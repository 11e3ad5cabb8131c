//! Simulator program resolution and validation utilities.
//!
//! This module resolves the simulator program from a bare name or an explicit
//! path, and validates that it exists and is executable before a sweep starts.

use std::env;
use std::os::unix::fs::PermissionsExt;
use std::path::{Path, PathBuf};

/// Errors that can occur during program resolution or validation
#[derive(Debug, thiserror::Error)]
pub enum BinaryError {
    #[error("Binary not found: {path}")]
    NotFound { path: String },

    #[error("Binary is not executable: {path}")]
    NotExecutable { path: String },

    #[error("Cannot determine home directory")]
    NoHomeDir,

    #[error("Invalid path: {path}")]
    InvalidPath { path: String },
}

/// Get the user's home directory from the HOME environment variable
fn get_home_dir() -> Result<PathBuf, BinaryError> {
    env::var("HOME")
        .map(PathBuf::from)
        .map_err(|_| BinaryError::NoHomeDir)
}

/// Resolve a program from a bare name or an explicit path.
///
/// Resolution rules:
/// 1. If the value contains `/` or starts with `~`: explicit path. `~` is
///    expanded and relative paths are anchored at the current directory, so
///    the result stays valid when the simulator runs in a trial directory.
/// 2. Otherwise: the first match on `PATH`.
///
/// # Examples
///
/// ```ignore
/// resolve_program("./waf")            -> /home/user/ns-3/waf
/// resolve_program("~/ns-3/waf")       -> /home/user/ns-3/waf
/// resolve_program("slp-manet")        -> /usr/local/bin/slp-manet
/// ```
pub fn resolve_program(name_or_path: &str) -> Result<PathBuf, BinaryError> {
    if name_or_path.is_empty() {
        return Err(BinaryError::InvalidPath {
            path: name_or_path.to_string(),
        });
    }

    if name_or_path.contains('/') || name_or_path.starts_with('~') {
        let expanded = match name_or_path.strip_prefix("~/") {
            Some(rest) => get_home_dir()?.join(rest),
            None => PathBuf::from(name_or_path),
        };
        if expanded.is_absolute() {
            return Ok(expanded);
        }
        let cwd = env::current_dir().map_err(|_| BinaryError::InvalidPath {
            path: name_or_path.to_string(),
        })?;
        return Ok(cwd.join(expanded));
    }

    let search_path = env::var_os("PATH").unwrap_or_default();
    env::split_paths(&search_path)
        .map(|dir| dir.join(name_or_path))
        .find(|candidate| candidate.is_file())
        .ok_or_else(|| BinaryError::NotFound {
            path: name_or_path.to_string(),
        })
}

/// Validate that a binary exists and is executable
pub fn validate_binary(path: &Path) -> Result<(), BinaryError> {
    if !path.exists() {
        return Err(BinaryError::NotFound {
            path: path.display().to_string(),
        });
    }

    let metadata = path.metadata().map_err(|_| BinaryError::InvalidPath {
        path: path.display().to_string(),
    })?;

    // Check if file is executable (any execute bit set)
    let mode = metadata.permissions().mode();
    if !metadata.is_file() || mode & 0o111 == 0 {
        return Err(BinaryError::NotExecutable {
            path: path.display().to_string(),
        });
    }

    Ok(())
}

/// Resolve and validate a program in one step.
pub fn validate_program(name_or_path: &str) -> Result<PathBuf, BinaryError> {
    let resolved = resolve_program(name_or_path)?;
    validate_binary(&resolved)?;
    Ok(resolved)
}
//! Blocking simulator invocation through `subprocess`.

use std::ffi::OsString;
use std::fs::File;
use std::io::{self, ErrorKind};
use std::path::{Path, PathBuf};

use subprocess::{ExitStatus, Popen, PopenConfig, PopenError, Redirection};

use crate::config::SimulatorConfig;
use crate::utils::binary::{validate_program, BinaryError};

use super::command::build_args;
use super::{Invocation, Simulator, SimulatorError, TrialStatus};

/// Simulator output (stdout and stderr) is kept next to the captures
pub const SIMULATOR_LOG: &str = "simulator.log";

/// Runs the simulator as an external process, one trial at a time
#[derive(Debug, Clone)]
pub struct ProcessSimulator {
    program: PathBuf,
    config: SimulatorConfig,
}

impl ProcessSimulator {
    /// Resolve and validate the configured program
    pub fn new(config: &SimulatorConfig) -> Result<Self, BinaryError> {
        let program = validate_program(&config.program)?;
        log::info!("Using simulator program {}", program.display());
        Ok(Self {
            program,
            config: config.clone(),
        })
    }

    pub fn program(&self) -> &Path {
        &self.program
    }

    fn describe_exit(status: ExitStatus) -> TrialStatus {
        match status {
            ExitStatus::Exited(0) => TrialStatus::Completed,
            ExitStatus::Exited(code) => TrialStatus::Exited {
                detail: format!("exit code {}", code),
            },
            ExitStatus::Signaled(signal) => TrialStatus::Exited {
                detail: format!("killed by signal {}", signal),
            },
            other => TrialStatus::Exited {
                detail: format!("{:?}", other),
            },
        }
    }
}

impl Simulator for ProcessSimulator {
    fn run(&self, invocation: &Invocation) -> Result<TrialStatus, SimulatorError> {
        let args = build_args(
            &self.config,
            &invocation.params,
            invocation.seed,
            &invocation.output_dir,
        );
        log::debug!("{} {}", self.program.display(), args.join(" "));

        let log_path = invocation.output_dir.join(SIMULATOR_LOG);
        let log_file = File::create(&log_path).map_err(|source| SimulatorError::Io {
            path: log_path.clone(),
            source,
        })?;

        let mut argv: Vec<OsString> = vec![self.program.clone().into_os_string()];
        argv.extend(args.iter().map(OsString::from));

        // The simulator (waf) forks the scenario binary; a fresh process
        // group lets a timeout reach both
        #[allow(unused_mut)]
        let mut popen_config = PopenConfig {
            stdout: Redirection::File(log_file),
            stderr: Redirection::Merge,
            cwd: self
                .config
                .output_dir_flag
                .is_none()
                .then(|| invocation.output_dir.clone().into_os_string()),
            ..Default::default()
        };
        #[cfg(unix)]
        {
            popen_config.setpgid = true;
        }

        let mut process = match Popen::create(&argv, popen_config) {
            Ok(process) => process,
            Err(PopenError::IoError(source))
                if matches!(source.kind(), ErrorKind::NotFound | ErrorKind::PermissionDenied) =>
            {
                return Err(SimulatorError::Unavailable {
                    program: self.program.clone(),
                    source,
                });
            }
            Err(e) => {
                return Ok(TrialStatus::LaunchFailed {
                    reason: e.to_string(),
                })
            }
        };

        match process.wait_timeout(self.config.timeout) {
            Ok(Some(status)) => Ok(Self::describe_exit(status)),
            Ok(None) => {
                log::warn!(
                    "Simulator exceeded {:?} for seed {}, killing it",
                    self.config.timeout,
                    invocation.seed
                );
                if let Err(e) = kill_process_group(&mut process) {
                    log::warn!("Failed to kill simulator process: {}", e);
                }
                let _ = process.wait();
                Ok(TrialStatus::TimedOut {
                    after_secs: self.config.timeout.as_secs_f64(),
                })
            }
            Err(e) => {
                let _ = kill_process_group(&mut process);
                let _ = process.wait();
                Ok(TrialStatus::LaunchFailed {
                    reason: format!("failed to wait for simulator: {}", e),
                })
            }
        }
    }
}

/// Kill the simulator and everything it spawned
#[cfg(unix)]
fn kill_process_group(process: &mut Popen) -> io::Result<()> {
    use subprocess::unix::PopenExt;

    process
        .send_signal_group(libc::SIGKILL)
        .or_else(|_| process.kill())
}

#[cfg(not(unix))]
fn kill_process_group(process: &mut Popen) -> io::Result<()> {
    process.kill()
}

====

**TASK REQUIREMENTS**
A single figure is the answer: the number of lines in the listing where "source" occurs.

**TASK RESULT**
5